Ülkemizin kalkınmasına değerli hizmetler yapan, alın teri döken emeklilerimize en iyi hayat şartlarını sağlamak sosyal devlet anlayışının bir gereğidir. Bilge kişilikleri ve tecrübeleri ile geleceğe ışık tutan, toplumumuzda huzur ve dengeyi sağlayan emeklilerimiz, milletimiz için büyük bir güç kaynağıdır. Atatürk'ün şu veciz sözü bu konunun önemini daha iyi açıklamaktadır:

"Bir milletin yaşlı vatandaşlarına ve emeklilerine karşı tutumu, o milletin yaşama kudretinin en önemli kıstasıdır.
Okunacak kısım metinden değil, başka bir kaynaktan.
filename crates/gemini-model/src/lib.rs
//! A model provider for the Google Gemini `generateContent` API.

#[macro_use]
extern crate tracing;

mod config;
mod io;
mod proto;
mod response;

use std::error::Error as StdError;
use std::fmt::{self, Display};
use std::sync::Arc;

use bhaiya_model::{ErrorKind, ModelProvider, ModelProviderError, ModelRequest};
use mime::Mime;
use reqwest::{Client, Response, StatusCode, header};

pub use config::{GeminiConfig, GeminiConfigBuilder};
use io::{Chunks, Sse};
use proto::ErrorEnvelope;
pub use response::GeminiResponse;

const API_KEY_HEADER: &str = "x-goog-api-key";

/// Error type for [`GeminiProvider`].
#[derive(Debug)]
pub struct Error {
    message: String,
    kind: ErrorKind,
}

impl Error {
    fn new(message: impl Into<String>, kind: ErrorKind) -> Self {
        Self {
            message: message.into(),
            kind,
        }
    }

    /// Returns the error message.
    #[inline]
    pub fn message(&self) -> &str {
        &self.message
    }
}

impl Display for Error {
    fn fmt(&self, f: &mut fmt::Formatter<'_>) -> fmt::Result {
        write!(f, "{} ({})", self.message, self.kind)
    }
}

impl StdError for Error {}

impl ModelProviderError for Error {
    #[inline]
    fn kind(&self) -> ErrorKind {
        self.kind
    }
}

/// Gemini model provider.
#[derive(Clone, Debug)]
pub struct GeminiProvider {
    client: Client,
    config: Arc<GeminiConfig>,
}

impl GeminiProvider {
    /// Creates a new `GeminiProvider` with the given configuration.
    #[inline]
    pub fn new(config: GeminiConfig) -> Self {
        Self {
            client: Client::new(),
            config: Arc::new(config),
        }
    }
}

impl ModelProvider for GeminiProvider {
    type Error = Error;
    type Response = GeminiResponse;

    fn send_request(
        &self,
        req: &ModelRequest,
    ) -> impl Future<Output = Result<Self::Response, Self::Error>> + Send + 'static
    {
        let gemini_req = proto::create_request(req);
        let resp_fut = self
            .client
            .post(self.config.stream_url())
            .header(API_KEY_HEADER, &self.config.api_key)
            .header(header::CONTENT_TYPE, "application/json")
            .header(header::ACCEPT, "text/event-stream")
            .json(&gemini_req)
            .send();

        async move {
            let resp = match resp_fut.await {
                Ok(resp) => resp,
                Err(err) => {
                    return Err(Error::new(format!("{err}"), ErrorKind::Other));
                }
            };
            let resp = check_status(resp).await?;

            let content_type = resp
                .headers()
                .get(header::CONTENT_TYPE)
                .and_then(|v| v.to_str().ok());
            let is_valid_content_type = content_type
                .and_then(|v| v.parse().ok())
                .map(|m: Mime| m.subtype().as_str() == "event-stream")
                .unwrap_or(false);
            if !is_valid_content_type {
                return Err(Error::new(
                    format!("Unexpected content type: {content_type:?}"),
                    ErrorKind::MalformedResponse,
                ));
            }

            // Here we got a successful response.
            let chunks = Chunks::from_response(resp);
            let sse = Sse::new(chunks);
            Ok(GeminiResponse::from_sse(sse))
        }
    }
}

async fn check_status(resp: Response) -> Result<Response, Error> {
    let status = resp.status();
    if status.is_success() {
        return Ok(resp);
    }

    let kind = if status == StatusCode::TOO_MANY_REQUESTS {
        ErrorKind::RateLimitExceeded
    } else {
        ErrorKind::Other
    };
    // The API explains itself in a JSON envelope, fall back to the status
    // line when it doesn't.
    let body = resp.text().await.unwrap_or_default();
    let message = match serde_json::from_str::<ErrorEnvelope>(&body) {
        Ok(envelope) => format!(
            "{status}: {}{}",
            envelope.error.message,
            envelope
                .error
                .status
                .map(|s| format!(" [{s}]"))
                .unwrap_or_default()
        ),
        Err(_) => format!("{status}"),
    };
    debug!("request failed: {message}");
    Err(Error::new(message, kind))
}
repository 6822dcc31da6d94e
//! Conversation log — bounded in-memory chat history.
//!
//! Keeps the pinned system turn plus the most recent turns, trimming the
//! oldest non-system turns when either the turn count or the estimated
//! token size grows past its bound.

use chrono::{DateTime, Utc};

/// Maximum number of non-system turns kept per conversation.
pub const MAX_TURNS: usize = 50;
/// Estimated-token ceiling, with headroom left for the model's reply.
pub const MAX_ESTIMATED_TOKENS: usize = 100_000;

const SYSTEM_OVERHEAD_TOKENS: usize = 200;
const PER_TURN_OVERHEAD_TOKENS: usize = 4;
/// Rough English-text ratio used for estimation; the remote tokenizer counts
/// differently, but this keeps us safely under the model's context limit.
const CHARS_PER_TOKEN: usize = 4;

#[derive(Debug, Clone, Copy, PartialEq, Eq)]
pub enum Role {
    System,
    User,
    Assistant,
}

impl Role {
    pub fn as_str(self) -> &'static str {
        match self {
            Role::System => "system",
            Role::User => "user",
            Role::Assistant => "assistant",
        }
    }
}

#[derive(Debug, Clone)]
pub struct Turn {
    pub role: Role,
    pub content: String,
    pub at: DateTime<Utc>,
}

#[derive(Debug, Default)]
pub struct ConversationLog {
    turns: Vec<Turn>,
}

impl ConversationLog {
    /// Starts a conversation with a pinned system turn.
    pub fn with_system(system: &str) -> Self {
        let mut log = Self::default();
        log.push(Role::System, system);
        log
    }

    /// Appends a turn, then trims by count and by estimated size. The system
    /// turn is never trimmed.
    pub fn append(&mut self, role: Role, content: impl Into<String>) {
        self.push(role, content);
        self.trim_by_count();
        self.trim_by_tokens();
    }

    /// All turns, oldest first.
    pub fn history(&self) -> &[Turn] {
        &self.turns
    }

    pub fn estimated_tokens(&self) -> usize {
        let content_chars: usize = self.turns.iter().map(|t| t.content.len()).sum();
        let per_turn = self.turns.len() * PER_TURN_OVERHEAD_TOKENS;
        let system = if self.turns.iter().any(|t| t.role == Role::System) {
            SYSTEM_OVERHEAD_TOKENS
        } else {
            0
        };
        content_chars / CHARS_PER_TOKEN + per_turn + system
    }

    fn push(&mut self, role: Role, content: impl Into<String>) {
        self.turns.push(Turn {
            role,
            content: content.into(),
            at: Utc::now(),
        });
    }

    fn non_system_count(&self) -> usize {
        self.turns.iter().filter(|t| t.role != Role::System).count()
    }

    fn drop_oldest_non_system(&mut self) -> bool {
        match self.turns.iter().position(|t| t.role != Role::System) {
            Some(index) => {
                self.turns.remove(index);
                true
            }
            None => false,
        }
    }

    fn trim_by_count(&mut self) {
        while self.non_system_count() > MAX_TURNS {
            if !self.drop_oldest_non_system() {
                break;
            }
        }
    }

    fn trim_by_tokens(&mut self) {
        while self.estimated_tokens() > MAX_ESTIMATED_TOKENS {
            if !self.drop_oldest_non_system() {
                break;
            }
        }
    }
}
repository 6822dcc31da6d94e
//! Remote client for the OpenAI Assistants v2 API.
//!
//! One method per remote operation, each mapping to exactly one HTTP call.
//! The client is stateless: it encodes requests, interprets statuses, and
//! parses bodies. What to create and when is the saga's business.

use std::time::Duration;

use async_trait::async_trait;
use bytes::Bytes;
use reqwest::multipart::{Form, Part};
use reqwest::{Client, Method, RequestBuilder, Response};
use serde::de::DeserializeOwned;
use serde::Deserialize;
use serde_json::json;
use thiserror::Error;
use tracing::debug;

/// Protocol-version header required by the Assistants endpoints.
const OPENAI_BETA: &str = "assistants=v2";
/// The model backing the job-description analyzer assistant.
pub const ASSISTANT_MODEL: &str = "gpt-4o";
const ASSISTANT_NAME: &str = "Job Description Analyzer";
const ASSISTANT_DESCRIPTION: &str =
    "Analyzes an uploaded job description against the candidate profile";

#[derive(Debug, Error)]
pub enum ApiError {
    /// Network-level failure or undecodable body, distinct from a non-2xx reply.
    #[error("transport error: {0}")]
    Transport(#[from] reqwest::Error),

    #[error("API error (status {status}): {body}")]
    Status { status: u16, body: String },
}

/// Lifecycle state of an assistant run, as reported by the remote API.
#[derive(Debug, Clone, Copy, PartialEq, Eq, Deserialize)]
#[serde(rename_all = "snake_case")]
pub enum RunStatus {
    Queued,
    InProgress,
    Completed,
    Failed,
    Cancelled,
    Expired,
    /// Statuses this client does not model (e.g. `requires_action`).
    /// Non-terminal: the poller keeps waiting on them.
    #[serde(other)]
    Other,
}

impl RunStatus {
    /// Terminal failure states. `Completed` is terminal too but handled
    /// separately since it is the success case.
    pub fn is_terminal_failure(self) -> bool {
        matches!(
            self,
            RunStatus::Failed | RunStatus::Cancelled | RunStatus::Expired
        )
    }
}

#[derive(Debug, Clone, Deserialize)]
pub struct Run {
    pub id: String,
    pub status: RunStatus,
}

/// One entry of a thread's message list.
#[derive(Debug, Clone, Deserialize)]
pub struct ThreadMessage {
    pub role: String,
    #[serde(default)]
    pub content: Vec<MessageContent>,
}

#[derive(Debug, Clone, Deserialize)]
pub struct MessageContent {
    #[serde(default)]
    pub text: Option<MessageText>,
}

#[derive(Debug, Clone, Deserialize)]
pub struct MessageText {
    pub value: String,
}

#[derive(Debug, Deserialize)]
struct CreatedObject {
    id: String,
}

#[derive(Debug, Deserialize)]
struct MessageList {
    data: Vec<ThreadMessage>,
}

/// The seam between the saga and the wire. Production uses
/// `OpenAiAssistants`; tests script a mock against the same trait.
#[async_trait]
pub trait AssistantsApi: Send + Sync {
    async fn create_file(
        &self,
        filename: &str,
        media_type: &str,
        bytes: Bytes,
    ) -> Result<String, ApiError>;
    async fn create_vector_store(&self, name: &str, file_id: &str) -> Result<String, ApiError>;
    async fn create_assistant(
        &self,
        instructions: &str,
        vector_store_id: &str,
    ) -> Result<String, ApiError>;
    async fn create_thread(&self) -> Result<String, ApiError>;
    async fn add_message(&self, thread_id: &str, content: &str) -> Result<String, ApiError>;
    async fn create_run(&self, thread_id: &str, assistant_id: &str) -> Result<Run, ApiError>;
    async fn run_status(&self, thread_id: &str, run_id: &str) -> Result<RunStatus, ApiError>;
    async fn list_messages(&self, thread_id: &str) -> Result<Vec<ThreadMessage>, ApiError>;
    async fn delete_file(&self, file_id: &str) -> Result<(), ApiError>;
    async fn delete_vector_store(&self, vector_store_id: &str) -> Result<(), ApiError>;
    async fn delete_assistant(&self, assistant_id: &str) -> Result<(), ApiError>;
    async fn delete_thread(&self, thread_id: &str) -> Result<(), ApiError>;
}

/// Production Assistants API client over a shared connection pool.
/// Credential and base URL are injected at construction.
pub struct OpenAiAssistants {
    client: Client,
    base_url: String,
    api_key: String,
}

impl OpenAiAssistants {
    pub fn new(api_key: String, base_url: String) -> Self {
        Self {
            client: Client::builder()
                .timeout(Duration::from_secs(120))
                .build()
                .expect("Failed to build HTTP client"),
            base_url,
            api_key,
        }
    }

    /// Every request carries the bearer credential and the protocol-version
    /// header; each one is built fresh so nothing leaks between invocations.
    fn request(&self, method: Method, path: &str) -> RequestBuilder {
        self.client
            .request(method, format!("{}{path}", self.base_url))
            .bearer_auth(&self.api_key)
            .header("OpenAI-Beta", OPENAI_BETA)
    }

    async fn parse<T: DeserializeOwned>(response: Response) -> Result<T, ApiError> {
        let status = response.status();
        if !status.is_success() {
            let body = response.text().await.unwrap_or_default();
            return Err(ApiError::Status {
                status: status.as_u16(),
                body,
            });
        }
        Ok(response.json().await?)
    }

    async fn post_json<T: DeserializeOwned>(
        &self,
        path: &str,
        body: &serde_json::Value,
    ) -> Result<T, ApiError> {
        debug!(path, "POST");
        let response = self.request(Method::POST, path).json(body).send().await?;
        Self::parse(response).await
    }

    async fn get_json<T: DeserializeOwned>(&self, path: &str) -> Result<T, ApiError> {
        debug!(path, "GET");
        let response = self.request(Method::GET, path).send().await?;
        Self::parse(response).await
    }

    async fn delete(&self, path: &str) -> Result<(), ApiError> {
        debug!(path, "DELETE");
        let response = self.request(Method::DELETE, path).send().await?;
        let status = response.status();
        if !status.is_success() {
            let body = response.text().await.unwrap_or_default();
            return Err(ApiError::Status {
                status: status.as_u16(),
                body,
            });
        }
        Ok(())
    }
}

#[async_trait]
impl AssistantsApi for OpenAiAssistants {
    /// The one call that is multipart rather than JSON.
    async fn create_file(
        &self,
        filename: &str,
        media_type: &str,
        bytes: Bytes,
    ) -> Result<String, ApiError> {
        let part = Part::bytes(bytes.to_vec())
            .file_name(filename.to_string())
            .mime_str(media_type)?;
        let form = Form::new().text("purpose", "assistants").part("file", part);

        debug!(path = "/files", "POST (multipart)");
        let response = self
            .request(Method::POST, "/files")
            .multipart(form)
            .send()
            .await?;
        let created: CreatedObject = Self::parse(response).await?;
        Ok(created.id)
    }

    async fn create_vector_store(&self, name: &str, file_id: &str) -> Result<String, ApiError> {
        let created: CreatedObject = self
            .post_json(
                "/vector_stores",
                &json!({ "name": name, "file_ids": [file_id] }),
            )
            .await?;
        Ok(created.id)
    }

    async fn create_assistant(
        &self,
        instructions: &str,
        vector_store_id: &str,
    ) -> Result<String, ApiError> {
        let created: CreatedObject = self
            .post_json(
                "/assistants",
                &json!({
                    "name": ASSISTANT_NAME,
                    "description": ASSISTANT_DESCRIPTION,
                    "model": ASSISTANT_MODEL,
                    "instructions": instructions,
                    "tools": [{ "type": "file_search" }],
                    "tool_resources": {
                        "file_search": { "vector_store_ids": [vector_store_id] }
                    }
                }),
            )
            .await?;
        Ok(created.id)
    }

    async fn create_thread(&self) -> Result<String, ApiError> {
        let created: CreatedObject = self.post_json("/threads", &json!({})).await?;
        Ok(created.id)
    }

    async fn add_message(&self, thread_id: &str, content: &str) -> Result<String, ApiError> {
        let created: CreatedObject = self
            .post_json(
                &format!("/threads/{thread_id}/messages"),
                &json!({ "role": "user", "content": content }),
            )
            .await?;
        Ok(created.id)
    }

    async fn create_run(&self, thread_id: &str, assistant_id: &str) -> Result<Run, ApiError> {
        self.post_json(
            &format!("/threads/{thread_id}/runs"),
            &json!({ "assistant_id": assistant_id }),
        )
        .await
    }

    async fn run_status(&self, thread_id: &str, run_id: &str) -> Result<RunStatus, ApiError> {
        let run: Run = self
            .get_json(&format!("/threads/{thread_id}/runs/{run_id}"))
            .await?;
        Ok(run.status)
    }

    async fn list_messages(&self, thread_id: &str) -> Result<Vec<ThreadMessage>, ApiError> {
        let list: MessageList = self
            .get_json(&format!("/threads/{thread_id}/messages"))
            .await?;
        Ok(list.data)
    }

    async fn delete_file(&self, file_id: &str) -> Result<(), ApiError> {
        self.delete(&format!("/files/{file_id}")).await
    }

    async fn delete_vector_store(&self, vector_store_id: &str) -> Result<(), ApiError> {
        self.delete(&format!("/vector_stores/{vector_store_id}"))
            .await
    }

    async fn delete_assistant(&self, assistant_id: &str) -> Result<(), ApiError> {
        self.delete(&format!("/assistants/{assistant_id}")).await
    }

    async fn delete_thread(&self, thread_id: &str) -> Result<(), ApiError> {
        self.delete(&format!("/threads/{thread_id}")).await
    }
}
Mazide muktedirken bütün kuvvetiyle çalışmış olanlara karşı minnet hissi duymayan bir milletin istikbale güvenle bakmaya hakkı yoktur."

Bugün açlık sınırının altında bir aylıkla geçimini sağlamaya çalışan emeklilerimiz bir taraftan aylıklarının iyileştirilmesini isterken diğer taraftan emekli aylıkları arasındaki eşitsizliklerin bir an önce giderilmesini beklemektedir.
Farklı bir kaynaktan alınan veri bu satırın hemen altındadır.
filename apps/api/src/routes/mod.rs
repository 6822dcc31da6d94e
pub mod health;

use axum::{
    extract::DefaultBodyLimit,
    routing::{get, post},
    Router,
};

use crate::analysis::handlers as analysis_handlers;
use crate::chat::handlers as chat_handlers;
use crate::state::AppState;

pub fn build_router(state: AppState) -> Router {
    // Leave some slack above the document ceiling for the other multipart
    // fields and framing.
    let body_limit = state.config.max_document_bytes + 64 * 1024;

    Router::new()
        .route("/health", get(health::health_handler))
        .route("/api/v1/chat", post(chat_handlers::handle_chat))
        .route(
            "/api/v1/job-descriptions/analyze",
            post(analysis_handlers::handle_analyze),
        )
        .layer(DefaultBodyLimit::max(body_limit))
        .with_state(state)
}
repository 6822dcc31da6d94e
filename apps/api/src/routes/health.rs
use axum::Json;
use serde_json::{json, Value};

/// GET /health
/// Returns a simple status object with service version.
pub async fn health_handler() -> Json<Value> {
    Json(json!({
        "status": "ok",
        "version": env!("CARGO_PKG_VERSION"),
        "service": "resume-api"
    }))
}
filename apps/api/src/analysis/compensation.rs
//! Compensation Manager — best-effort teardown of saga-created resources.
//!
//! Every ledger entry gets exactly one delete attempt. A failed delete never
//! stops the remaining ones, and nothing here can fail the saga: outcomes are
//! aggregated into a report for logging only.

use tracing::{info, warn};

use crate::analysis::client::AssistantsApi;

/// Remote resource kinds the saga owns and must delete. Message and run ids
/// live inside their thread and are not separately deletable.
#[derive(Debug, Clone, Copy, PartialEq, Eq)]
pub enum ResourceKind {
    File,
    VectorStore,
    Assistant,
    Thread,
}

impl ResourceKind {
    pub fn label(self) -> &'static str {
        match self {
            ResourceKind::File => "file",
            ResourceKind::VectorStore => "vector store",
            ResourceKind::Assistant => "assistant",
            ResourceKind::Thread => "thread",
        }
    }
}

/// One ledger entry: a resource the pipeline successfully created.
#[derive(Debug, Clone, PartialEq, Eq)]
pub struct CreatedResource {
    pub kind: ResourceKind,
    pub id: String,
}

#[derive(Debug, Default)]
pub struct CompensationReport {
    pub succeeded: Vec<CreatedResource>,
    pub failed: Vec<CreatedResource>,
}

/// Deletes every resource in the ledger, newest first. Safe on a partial or
/// empty ledger.
pub async fn compensate(api: &dyn AssistantsApi, ledger: &[CreatedResource]) -> CompensationReport {
    let mut report = CompensationReport::default();

    for resource in ledger.iter().rev() {
        let result = match resource.kind {
            ResourceKind::File => api.delete_file(&resource.id).await,
            ResourceKind::VectorStore => api.delete_vector_store(&resource.id).await,
            ResourceKind::Assistant => api.delete_assistant(&resource.id).await,
            ResourceKind::Thread => api.delete_thread(&resource.id).await,
        };

        match result {
            Ok(()) => {
                info!(kind = resource.kind.label(), id = %resource.id, "resource deleted");
                report.succeeded.push(resource.clone());
            }
            Err(e) => {
                // An orphaned resource is recoverable by a manual sweep;
                // masking the saga's primary outcome is not.
                warn!(
                    kind = resource.kind.label(),
                    id = %resource.id,
                    error = %e,
                    "resource cleanup failed"
                );
                report.failed.push(resource.clone());
            }
        }
    }

    if report.failed.is_empty() {
        if !report.succeeded.is_empty() {
            info!("cleaned up all {} resources", report.succeeded.len());
        }
    } else {
        warn!(
            succeeded = report.succeeded.len(),
            failed = report.failed.len(),
            "some resources failed to clean up"
        );
    }

    report
}

#[cfg(test)]
mod tests {
    use super::*;
    use crate::analysis::mock::MockApi;

    fn full_ledger() -> Vec<CreatedResource> {
        vec![
            CreatedResource {
                kind: ResourceKind::File,
                id: "f1".to_string(),
            },
            CreatedResource {
                kind: ResourceKind::VectorStore,
                id: "v1".to_string(),
            },
            CreatedResource {
                kind: ResourceKind::Assistant,
                id: "a1".to_string(),
            },
            CreatedResource {
                kind: ResourceKind::Thread,
                id: "t1".to_string(),
            },
        ]
    }

    #[tokio::test]
    async fn test_deletes_every_resource_newest_first() {
        let api = MockApi::default();
        let report = compensate(&api, &full_ledger()).await;

        assert_eq!(
            api.deletes(),
            vec![
                "delete_thread:t1",
                "delete_assistant:a1",
                "delete_vector_store:v1",
                "delete_file:f1",
            ]
        );
        assert_eq!(report.succeeded.len(), 4);
        assert!(report.failed.is_empty());
    }

    #[tokio::test]
    async fn test_one_failed_delete_does_not_stop_the_others() {
        let api = MockApi::default().failing_deletes(&[ResourceKind::Assistant]);
        let report = compensate(&api, &full_ledger()).await;

        // All four attempts were made despite the assistant delete failing.
        assert_eq!(api.deletes().len(), 4);
        assert_eq!(report.succeeded.len(), 3);
        assert_eq!(report.failed.len(), 1);
        assert_eq!(report.failed[0].kind, ResourceKind::Assistant);
        assert_eq!(report.failed[0].id, "a1");
    }

    #[tokio::test]
    async fn test_all_deletes_failing_still_attempts_each() {
        let api = MockApi::default().failing_deletes(&[
            ResourceKind::File,
            ResourceKind::VectorStore,
            ResourceKind::Assistant,
            ResourceKind::Thread,
        ]);
        let report = compensate(&api, &full_ledger()).await;

        assert_eq!(api.deletes().len(), 4);
        assert!(report.succeeded.is_empty());
        assert_eq!(report.failed.len(), 4);
    }

    #[tokio::test]
    async fn test_empty_ledger_is_a_no_op() {
        let api = MockApi::default();
        let report = compensate(&api, &[]).await;

        assert!(api.deletes().is_empty());
        assert!(report.succeeded.is_empty());
        assert!(report.failed.is_empty());
    }

    #[tokio::test]
    async fn test_partial_ledger_deletes_only_what_was_created() {
        let api = MockApi::default();
        let ledger = vec![CreatedResource {
            kind: ResourceKind::File,
            id: "f1".to_string(),
        }];
        let report = compensate(&api, &ledger).await;

        assert_eq!(api.deletes(), vec!["delete_file:f1"]);
        assert_eq!(report.succeeded.len(), 1);
    }
}
use axum::{
    http::StatusCode,
    response::{IntoResponse, Response},
    Json,
};
use serde_json::json;
use thiserror::Error;

use crate::analysis::saga::AnalysisError;

/// Application-level error type.
/// Implements `IntoResponse` so Axum handlers can return `Result<T, AppError>`.
#[derive(Debug, Error)]
pub enum AppError {
    #[error("Validation error: {0}")]
    Validation(String),

    #[error("Analysis error: {0}")]
    Analysis(#[from] AnalysisError),

    #[error("Internal server error: {0}")]
    Internal(#[from] anyhow::Error),
}

impl IntoResponse for AppError {
    fn into_response(self) -> Response {
        let (status, code, message) = match &self {
            AppError::Validation(msg) => (StatusCode::BAD_REQUEST, "VALIDATION_ERROR", msg.clone()),
            AppError::Analysis(e) => {
                // The step tag keeps the failure attributable in logs; the
                // user only sees the generic message for that failure class.
                tracing::error!(step = e.step(), error = %e, "job analysis failed");
                let (status, code) = match e {
                    AnalysisError::RunTimedOut => {
                        (StatusCode::GATEWAY_TIMEOUT, "ANALYSIS_TIMEOUT")
                    }
                    AnalysisError::Cancelled => {
                        (StatusCode::INTERNAL_SERVER_ERROR, "ANALYSIS_CANCELLED")
                    }
                    _ => (StatusCode::BAD_GATEWAY, "ANALYSIS_FAILED"),
                };
                (status, code, e.user_message().to_string())
            }
            AppError::Internal(e) => {
                tracing::error!("Internal error: {e:?}");
                (
                    StatusCode::INTERNAL_SERVER_ERROR,
                    "INTERNAL_ERROR",
                    "An internal server error occurred".to_string(),
                )
            }
        };

        let body = Json(json!({
            "error": {
                "code": code,
                "message": message
            }
        }));

        (status, body).into_response()
    }
}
Emekli aylığı bağlanması ve artırılmasına ilişkin parametrelerin geçmiş yıllarda birçok kez değiştirilmesi sebebiyle emeklilik sisteminde eşitlik ve adalet ilkeleri tümüyle yok edilmiştir. Emeklilerimizden en fazla aldığımız şikâyetlerin başında emekli aylığının emsallerine göre neden daha az olduğu gelmektedir. Gerçekten, aynı primi ödemiş aynı prim gün sayısına sahip sigortalılara farklı aylık bağlanmış ve bağlanmaya devam edilmektedir. Hatta daha fazla ve daha uzun süre prim ödediği hâlde daha düşük aylık bağlananlarla da sıkça karşılaşılmaktadır. Emeklilerimiz de haklı olarak sormaktadır. Aynı primi ödediğimiz hâlde filanca niye benden daha fazla aylık alıyor, benimki niye az ya da ben daha çok prim ödediğim hâlde falanca neden benden daha yüksek aylık alıyor gibi soruların ardı arkası kesilmemektedir. Bugün hangi emekli kahvesine giderseniz gidin, hangi emeklimizle görüşürseniz görüşün tüm emekliler bu durumdan dert yanmaktadır.

AKP, emekli aylıkları arasındaki bu eşitsizlikleri giderme sözünü vermiş, onuncu yılına giren iktidar dönemi boyunca da emeklileri hep beklenti içine sokmuştur. İntibak düzenlemesiyle ilgili umutlar 2009 yılında doruğa çıkmıştır. Çalışma Bakanının açıklamalarına ve Bakanlık kaynaklarına dayandırılan ve neredeyse tüm basın ve yayın kuruluşlarımızda yer alan bazı haberler, kimi zaman en düşük emekli aylığının 850-900 lira olacağı, kimi zaman emekli aylıklarının en az 300 lira artacağı, hatta 500 lira artacağı "Emeklilere müjde" manşetleriyle kamuoyuna duyurulmuştur.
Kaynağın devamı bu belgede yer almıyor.